Stored items
Start of Block

//! Data processing for the chart grid.
//!
//! This crate turns a subdistrict's flat label statistics into forms
//! suitable for charting.

/// Projection of a row through a category's label list.
pub mod projection {
    use hc_survey::catalog::{Category, ChartType};
    use hc_survey::stats::SubdistrictRow;

    /// Labels and their counts and percentages, index-aligned with the category's labels.
    #[derive(Debug, Clone, PartialEq)]
    pub struct ChartData {
        pub labels: Vec<String>,
        pub values: Vec<u64>,
        pub percentages: Vec<f64>,
    }

    impl ChartData {
        /// Series a chart of `chart_type` plots: percentages for pie charts,
        /// which must read as shares of a whole, counts everywhere else.
        pub fn series(&self, chart_type: ChartType) -> Vec<f64> {
            match chart_type {
                ChartType::Pie => self.percentages.clone(),
                _ => self.values.iter().map(|&n| n as f64).collect(),
            }
        }

        pub fn total(&self) -> u64 {
            self.values.iter().sum()
        }

        pub fn is_all_zero(&self) -> bool {
            self.values.iter().all(|&n| n == 0) && self.percentages.iter().all(|&p| p == 0.0)
        }
    }

    /// Project `row` through `category.labels`. Missing labels contribute 0.
    pub fn project(category: &Category, row: &SubdistrictRow) -> ChartData {
        let labels: Vec<String> = category.labels.iter().map(|l| l.to_string()).collect();
        let stats: Vec<_> = category.labels.iter().map(|l| row.stat(l)).collect();
        ChartData {
            labels,
            values: stats.iter().map(|s| s.n).collect(),
            percentages: stats.iter().map(|s| s.percentage).collect(),
        }
    }

    #[cfg(test)]
    mod tests {
        use super::*;
        use hc_survey::catalog::CATALOG_2018;
        use hc_survey::stats::{LabelStat, YearTable};

        fn bekok_row() -> SubdistrictRow {
            let table = YearTable::from_json(
                r#"{ "BEKOK": {
                    "Male": { "n": 210, "percentage": 47.3 },
                    "Female": { "n": 234, "percentage": 52.7 },
                    "No formal education": { "n": 31, "percentage": 7.0 },
                    "Primary": { "n": 150, "percentage": 33.8 },
                    "Secondary": { "n": 200, "percentage": 45.0 },
                    "Tertiary": { "n": 60, "percentage": 13.5 },
                    "Do not know": { "n": 3, "percentage": 0.7 }
                } }"#,
            )
            .unwrap();
            table.row("BEKOK").unwrap().clone()
        }

        #[test]
        fn projects_counts_and_percentages_in_label_order() {
            let sex = CATALOG_2018.find("Sex").unwrap();
            let data = project(sex, &bekok_row());
            assert_eq!(data.labels, vec!["Male", "Female"]);
            assert_eq!(data.values, vec![210, 234]);
            assert_eq!(data.percentages, vec![47.3, 52.7]);
            assert_eq!(data.total(), 444);
        }

        #[test]
        fn absent_label_projects_as_zero() {
            let education = CATALOG_2018.find("Education level").unwrap();
            let data = project(education, &bekok_row());
            assert_eq!(data.labels.len(), 6);
            assert_eq!(data.labels[5], "Refused to answer");
            assert_eq!(data.values[5], 0);
            assert_eq!(data.percentages[5], 0.0);
            assert_eq!(data.values[0], 31);
        }

        #[test]
        fn every_category_projects_against_an_empty_row() {
            let row = SubdistrictRow::new();
            for category in CATALOG_2018.categories() {
                let data = project(category, &row);
                assert_eq!(data.values.len(), category.labels.len());
                assert_eq!(data.percentages.len(), category.labels.len());
                assert!(data.is_all_zero());
            }
        }

        #[test]
        fn pie_plots_percentages_other_types_plot_counts() {
            let mut row = SubdistrictRow::new();
            row.insert("Yes", LabelStat { n: 12, percentage: 30.0 });
            row.insert("No", LabelStat { n: 28, percentage: 70.0 });
            let data = project(CATALOG_2018.find("Known DM").unwrap(), &row);
            assert_eq!(data.series(ChartType::Pie), vec![30.0, 70.0]);
            for chart_type in [
                ChartType::Bar,
                ChartType::Line,
                ChartType::Doughnut,
                ChartType::Radar,
                ChartType::PolarArea,
            ] {
                assert_eq!(data.series(chart_type), vec![12.0, 28.0]);
            }
        }
    }
}

/// Chart.js configuration built from a projection.
pub mod styling {
    use crate::projection::{project, ChartData};
    use hc_survey::catalog::{Category, ChartType};
    use hc_survey::stats::SubdistrictRow;
    use serde::Serialize;

    /// Base colors for categorical charts, applied by label position.
    pub const PALETTE: [(u8, u8, u8); 6] = [
        (255, 99, 132),
        (54, 162, 235),
        (255, 206, 86),
        (75, 192, 192),
        (153, 102, 255),
        (255, 159, 64),
    ];

    /// Accent for bar and line charts.
    pub const ACCENT: (u8, u8, u8) = (75, 192, 192);

    /// Accent for radar charts.
    pub const RADAR_ACCENT: (u8, u8, u8) = (255, 99, 132);

    const FILL_ALPHA: f64 = 0.4;
    const SOFT_FILL_ALPHA: f64 = 0.2;
    const BORDER_ALPHA: f64 = 0.8;

    pub fn rgba((r, g, b): (u8, u8, u8), alpha: f64) -> String {
        format!("rgba({}, {}, {}, {})", r, g, b, alpha)
    }

    /// `count` palette colors at `alpha`, wrapping after six.
    pub fn palette(count: usize, alpha: f64) -> Vec<String> {
        PALETTE
            .iter()
            .cycle()
            .take(count)
            .map(|&c| rgba(c, alpha))
            .collect()
    }

    /// One color for the whole dataset, or one per label.
    #[derive(Debug, Clone, PartialEq, Serialize)]
    #[serde(untagged)]
    pub enum Color {
        Single(String),
        PerLabel(Vec<String>),
    }

    #[derive(Debug, Clone, PartialEq, Serialize)]
    #[serde(rename_all = "camelCase")]
    pub struct Dataset {
        #[serde(skip_serializing_if = "Option::is_none")]
        pub label: Option<String>,
        pub data: Vec<f64>,
        pub background_color: Color,
        pub border_color: Color,
        #[serde(skip_serializing_if = "Option::is_none")]
        pub border_width: Option<u32>,
        #[serde(skip_serializing_if = "Option::is_none")]
        pub fill: Option<bool>,
        #[serde(skip_serializing_if = "Option::is_none")]
        pub point_background_color: Option<String>,
        #[serde(skip_serializing_if = "Option::is_none")]
        pub point_border_color: Option<String>,
        #[serde(skip_serializing_if = "Option::is_none")]
        pub point_hover_background_color: Option<String>,
        #[serde(skip_serializing_if = "Option::is_none")]
        pub point_hover_border_color: Option<String>,
    }

    impl Dataset {
        fn new(data: Vec<f64>, background_color: Color, border_color: Color) -> Self {
            Self {
                label: None,
                data,
                background_color,
                border_color,
                border_width: None,
                fill: None,
                point_background_color: None,
                point_border_color: None,
                point_hover_background_color: None,
                point_hover_border_color: None,
            }
        }
    }

    #[derive(Debug, Clone, PartialEq, Serialize)]
    pub struct ChartBody {
        pub labels: Vec<String>,
        pub datasets: Vec<Dataset>,
    }

    #[derive(Debug, Clone, PartialEq, Serialize)]
    #[serde(rename_all = "camelCase")]
    pub struct ChartOptions {
        pub responsive: bool,
        pub maintain_aspect_ratio: bool,
    }

    impl Default for ChartOptions {
        fn default() -> Self {
            // Fill the fixed-height container instead of keeping the canvas ratio.
            Self {
                responsive: true,
                maintain_aspect_ratio: false,
            }
        }
    }

    /// A complete `new Chart(canvas, config)` configuration.
    #[derive(Debug, Clone, PartialEq, Serialize)]
    pub struct ChartSpec {
        #[serde(rename = "type")]
        pub chart_type: ChartType,
        pub data: ChartBody,
        pub options: ChartOptions,
    }

    impl ChartSpec {
        pub fn to_json(&self) -> serde_json::Result<String> {
            serde_json::to_string(self)
        }
    }

    fn dataset_for(category: &Category, data: &ChartData) -> Dataset {
        let series = data.series(category.chart_type);
        let count = data.labels.len();
        match category.chart_type {
            ChartType::Bar => Dataset {
                label: Some(format!("{} distribution", category.name)),
                border_width: Some(1),
                ..Dataset::new(
                    series,
                    Color::Single(rgba(ACCENT, FILL_ALPHA)),
                    Color::Single(rgba(ACCENT, BORDER_ALPHA)),
                )
            },
            ChartType::Line => Dataset {
                label: Some(format!("{} over years", category.name)),
                border_width: Some(2),
                fill: Some(true),
                ..Dataset::new(
                    series,
                    Color::Single(rgba(ACCENT, SOFT_FILL_ALPHA)),
                    Color::Single(rgba(ACCENT, BORDER_ALPHA)),
                )
            },
            ChartType::Radar => Dataset {
                label: Some(format!("{} status", category.name)),
                point_background_color: Some(rgba(RADAR_ACCENT, BORDER_ALPHA)),
                point_border_color: Some("#fff".to_string()),
                point_hover_background_color: Some("#fff".to_string()),
                point_hover_border_color: Some(rgba(RADAR_ACCENT, BORDER_ALPHA)),
                ..Dataset::new(
                    series,
                    Color::Single(rgba(RADAR_ACCENT, SOFT_FILL_ALPHA)),
                    Color::Single(rgba(RADAR_ACCENT, BORDER_ALPHA)),
                )
            },
            ChartType::Pie | ChartType::Doughnut | ChartType::PolarArea => Dataset {
                border_width: Some(1),
                ..Dataset::new(
                    series,
                    Color::PerLabel(palette(count, FILL_ALPHA)),
                    Color::PerLabel(palette(count, BORDER_ALPHA)),
                )
            },
        }
    }

    /// Chart configuration for an already projected category.
    pub fn chart_spec(category: &Category, data: &ChartData) -> ChartSpec {
        ChartSpec {
            chart_type: category.chart_type,
            data: ChartBody {
                labels: data.labels.clone(),
                datasets: vec![dataset_for(category, data)],
            },
            options: ChartOptions::default(),
        }
    }

    /// Project `row` through `category` and style the result.
    pub fn chart_spec_for_row(category: &Category, row: &SubdistrictRow) -> ChartSpec {
        let data = project(category, row);
        if data.is_all_zero() {
            log::debug!("'{}' has no recorded values; rendering an empty chart", category.name);
        }
        chart_spec(category, &data)
    }

}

End of Block

Beginning with the line that contains "has no recorded", return every line through the end of the data above, exactly as written.

            log::debug!("'{}' has no recorded values; rendering an empty chart", category.name);
        }
        chart_spec(category, &data)
    }

}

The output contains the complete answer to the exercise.